* EXERCISE *
List every line in this data where the string "Capabilities" occurs.

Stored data
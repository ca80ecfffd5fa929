//! Backend that drives the external `esptool` program.
//!
//! Each loader operation becomes one `esptool` invocation against the port.
//! Only the first call (autodetection) resets the chip into its bootloader;
//! later calls pass `--before no_reset` so the chip stays there until the
//! session asks for a reset.

use super::{
    Capabilities, ChipIdentity, Framing, Loader, LoaderBackend, MacAddress, Transport,
    WriteProgress,
};
use crate::device::DetectedPort;
use crate::error::{Error, Result};
use log::{debug, trace, warn};
use std::io::{self, Read, Write};
use std::process::{Child, Command, Stdio};
use std::thread;

/// Program names tried, in order, when none is configured.
pub const CANDIDATE_PROGRAMS: &[&str] = &["esptool", "esptool.py"];

/// Locate a working `esptool` on `PATH`.
pub fn find_esptool() -> Option<String> {
    CANDIDATE_PROGRAMS
        .iter()
        .find(|candidate| {
            Command::new(candidate)
                .arg("version")
                .stdout(Stdio::null())
                .stderr(Stdio::null())
                .status()
                .is_ok_and(|s| s.success())
        })
        .map(|candidate| (*candidate).to_string())
}

/// Creates esptool-driven transports and loaders.
#[derive(Debug, Clone, Default)]
pub struct EsptoolBackend {
    program: Option<String>,
}

impl EsptoolBackend {
    /// Backend that searches `PATH` for `esptool`.
    pub fn new() -> Self {
        Self::default()
    }

    /// Backend that runs a specific program.
    #[must_use]
    pub fn with_program(mut self, program: impl Into<String>) -> Self {
        self.program = Some(program.into());
        self
    }

    /// The program that will be run.
    pub fn program(&self) -> Result<String> {
        if let Some(program) = &self.program {
            return Ok(program.clone());
        }
        find_esptool().ok_or_else(|| {
            Error::Unsupported("esptool not found, install it with `pip install esptool`".into())
        })
    }
}

impl LoaderBackend for EsptoolBackend {
    fn open(&self, device: &DetectedPort, framing: Framing) -> Result<Box<dyn Transport>> {
        debug!("Opening {} for esptool ({framing:?})", device.name);
        Ok(Box::new(EsptoolTransport {
            device: device.clone(),
            open: true,
        }))
    }

    fn create_loader(
        &self,
        transport: Box<dyn Transport>,
        baud: u32,
        rom_baud: u32,
    ) -> Result<Box<dyn Loader>> {
        Ok(Box::new(EsptoolLoader {
            program: self.program()?,
            transport,
            baud,
            rom_baud,
            in_bootloader: false,
        }))
    }
}

/// Serial port handed to esptool by name.
///
/// The port itself is never held open here; esptool needs exclusive access.
#[derive(Debug)]
pub struct EsptoolTransport {
    device: DetectedPort,
    open: bool,
}

impl Transport for EsptoolTransport {
    fn device(&self) -> &DetectedPort {
        &self.device
    }

    fn framing(&self) -> Framing {
        Framing::Serial
    }

    fn close(&mut self) -> Result<()> {
        if self.open {
            trace!("Releasing {}", self.device.name);
            self.open = false;
        }
        Ok(())
    }
}

/// Loader backed by esptool invocations.
///
/// Probing commands (`chip_id`, `read_mac`) run at the ROM baud rate; erase,
/// write and reset run at the flashing baud rate.
pub struct EsptoolLoader {
    program: String,
    transport: Box<dyn Transport>,
    baud: u32,
    rom_baud: u32,
    in_bootloader: bool,
}

impl EsptoolLoader {
    fn base_args(&self, baud: u32, before: &str, after: &str) -> Vec<String> {
        vec![
            "--port".into(),
            self.transport.device().name.clone(),
            "--baud".into(),
            baud.to_string(),
            "--before".into(),
            before.into(),
            "--after".into(),
            after.into(),
        ]
    }

    fn before(&self) -> &'static str {
        if self.in_bootloader {
            "no_reset"
        } else {
            "default_reset"
        }
    }

    fn run(&self, args: &[String]) -> Result<String> {
        debug!("Running {} {}", self.program, args.join(" "));
        let output = Command::new(&self.program).args(args).output()?;
        let stdout = String::from_utf8_lossy(&output.stdout);
        let stderr = String::from_utf8_lossy(&output.stderr);
        trace!("esptool stdout: {}", stdout.trim());
        if output.status.success() {
            Ok(format!("{stdout}\n{stderr}"))
        } else {
            Err(Error::Device(failure_message(&stdout, &stderr)))
        }
    }
}

impl Loader for EsptoolLoader {
    fn detect(&mut self) -> Result<ChipIdentity> {
        debug!("Detecting chip (ROM baud {})", self.rom_baud);
        let mut args = self.base_args(self.rom_baud, self.before(), "no_reset");
        args.push("chip_id".into());
        let output = self.run(&args)?;
        self.in_bootloader = true;

        let description = parse_chip_description(&output)
            .ok_or_else(|| Error::Device("esptool did not report a chip".into()))?;
        Ok(ChipIdentity::new(description)
            .with_features(parse_features(&output))
            .with_capabilities(Capabilities::ALL))
    }

    fn read_mac_address(&mut self) -> Result<MacAddress> {
        let mut args = self.base_args(self.rom_baud, self.before(), "no_reset");
        args.push("read_mac".into());
        let output = self.run(&args)?;
        parse_mac(&output).ok_or_else(|| Error::Device("esptool did not report a MAC".into()))
    }

    fn erase_all(&mut self) -> Result<()> {
        let mut args = self.base_args(self.baud, self.before(), "no_reset");
        args.push("erase_flash".into());
        self.run(&args).map(|_| ())
    }

    fn write_image(
        &mut self,
        data: &[u8],
        address: u32,
        compress: bool,
        progress: &mut WriteProgress<'_>,
    ) -> Result<()> {
        let mut image = tempfile::NamedTempFile::new()?;
        image.write_all(data)?;
        image.flush()?;

        let mut args = self.base_args(self.baud, self.before(), "no_reset");
        args.push("write_flash".into());
        args.push(if compress { "-z" } else { "-u" }.into());
        args.push(format!("0x{address:X}"));
        args.push(image.path().display().to_string());

        debug!("Running {} {}", self.program, args.join(" "));
        let mut child = Command::new(&self.program)
            .args(&args)
            .stdout(Stdio::piped())
            .stderr(Stdio::piped())
            .spawn()?;

        let stderr_reader = child.stderr.take().map(|mut stderr| {
            thread::spawn(move || {
                let mut buf = String::new();
                let _ = stderr.read_to_string(&mut buf);
                buf
            })
        });

        let total = data.len();
        let transcript = match child.stdout.take() {
            Some(mut stdout) => match read_write_output(&mut stdout, total, progress) {
                Ok(transcript) => transcript,
                Err(e) => {
                    abort_child(&mut child);
                    if let Some(handle) = stderr_reader {
                        let _ = handle.join();
                    }
                    return Err(e.into());
                },
            },
            None => String::new(),
        };

        let status = child.wait()?;
        let stderr = stderr_reader
            .and_then(|handle| handle.join().ok())
            .unwrap_or_default();

        if status.success() {
            self.in_bootloader = true;
            progress(total, total);
            Ok(())
        } else {
            Err(Error::Device(failure_message(&transcript, &stderr)))
        }
    }

    fn soft_reset(&mut self) -> Result<()> {
        let mut args = self.base_args(self.baud, "no_reset", "no_reset");
        args.push("run".into());
        self.run(&args)?;
        self.in_bootloader = false;
        Ok(())
    }

    fn hard_reset(&mut self) -> Result<()> {
        let mut args = self.base_args(self.baud, self.before(), "hard_reset");
        args.push("chip_id".into());
        self.run(&args)?;
        self.in_bootloader = false;
        Ok(())
    }

    fn transport_mut(&mut self) -> &mut dyn Transport {
        self.transport.as_mut()
    }

    fn baud_rate(&self) -> u32 {
        self.baud
    }
}

/// Collect `write_flash` output, reporting progress per `Writing at` line.
fn read_write_output(
    stdout: &mut impl Read,
    total: usize,
    progress: &mut WriteProgress<'_>,
) -> io::Result<String> {
    let mut transcript = String::new();
    let mut pending = Vec::new();
    let mut chunk = [0u8; 512];
    loop {
        let n = stdout.read(&mut chunk)?;
        if n == 0 {
            break;
        }
        for &byte in &chunk[..n] {
            if byte == b'\r' || byte == b'\n' {
                let line = String::from_utf8_lossy(&pending).into_owned();
                if let Some(percent) = parse_write_percent(&line) {
                    progress(bytes_for_percent(total, percent), total);
                }
                transcript.push_str(&line);
                transcript.push('\n');
                pending.clear();
            } else {
                pending.push(byte);
            }
        }
    }
    transcript.push_str(&String::from_utf8_lossy(&pending));
    Ok(transcript)
}

/// Kill and reap an esptool process whose output can no longer be read.
fn abort_child(child: &mut Child) {
    if let Err(e) = child.kill() {
        trace!("esptool already exited: {e}");
    }
    if let Err(e) = child.wait() {
        warn!("Failed to reap esptool: {e}");
    }
}

/// Value after the first `key:` occurrence on any line.
fn field<'a>(output: &'a str, keys: &[&str]) -> Option<&'a str> {
    output.lines().find_map(|line| {
        let line = line.trim();
        keys.iter()
            .find_map(|key| line.strip_prefix(key))
            .map(str::trim)
            .filter(|value| !value.is_empty())
    })
}

/// Chip description from `chip_id` output.
pub fn parse_chip_description(output: &str) -> Option<String> {
    field(output, &["Chip is ", "Chip type:"]).map(str::to_string)
}

/// Feature list from `chip_id` output.
pub fn parse_features(output: &str) -> Vec<String> {
    field(output, &["Features:"])
        .map(|value| {
            value
                .split(',')
                .map(str::trim)
                .filter(|f| !f.is_empty())
                .map(str::to_string)
                .collect()
        })
        .unwrap_or_default()
}

/// Factory MAC from `read_mac` or `chip_id` output.
pub fn parse_mac(output: &str) -> Option<MacAddress> {
    let value = field(output, &["MAC:", "BASE MAC:"])?;
    let candidate = value.split_whitespace().next()?;
    match MacAddress::parse(candidate) {
        Ok(mac) => Some(mac),
        Err(e) => {
            warn!("{e}");
            None
        },
    }
}

/// Percentage from a `write_flash` progress line.
///
/// Understands both `Writing at 0x00010000... (45 %)` and the bar style
/// `Writing at 0x00010000 [====>   ]  45.3% 4096/9000 bytes...`.
pub fn parse_write_percent(line: &str) -> Option<f64> {
    if !line.contains("Writing at") {
        return None;
    }
    let end = line.find('%')?;
    let head = line[..end].trim_end();
    let start = head
        .char_indices()
        .rev()
        .find(|(_, c)| !(c.is_ascii_digit() || *c == '.'))
        .map_or(0, |(i, c)| i + c.len_utf8());
    head[start..]
        .parse::<f64>()
        .ok()
        .map(|p| p.clamp(0.0, 100.0))
}

#[allow(
    clippy::cast_possible_truncation,
    clippy::cast_sign_loss,
    clippy::cast_precision_loss
)]
fn bytes_for_percent(total: usize, percent: f64) -> usize {
    ((total as f64) * percent / 100.0).round() as usize
}

fn failure_message(stdout: &str, stderr: &str) -> String {
    let last = |text: &str| {
        text.lines()
            .map(str::trim)
            .rfind(|line| !line.is_empty())
            .map(str::to_string)
    };
    last(stderr)
        .or_else(|| last(stdout))
        .unwrap_or_else(|| "esptool failed".to_string())
}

* ANSWER SPACE *
    Capabilities, ChipIdentity, Framing, Loader, LoaderBackend, MacAddress, Transport,
            .with_capabilities(Capabilities::ALL))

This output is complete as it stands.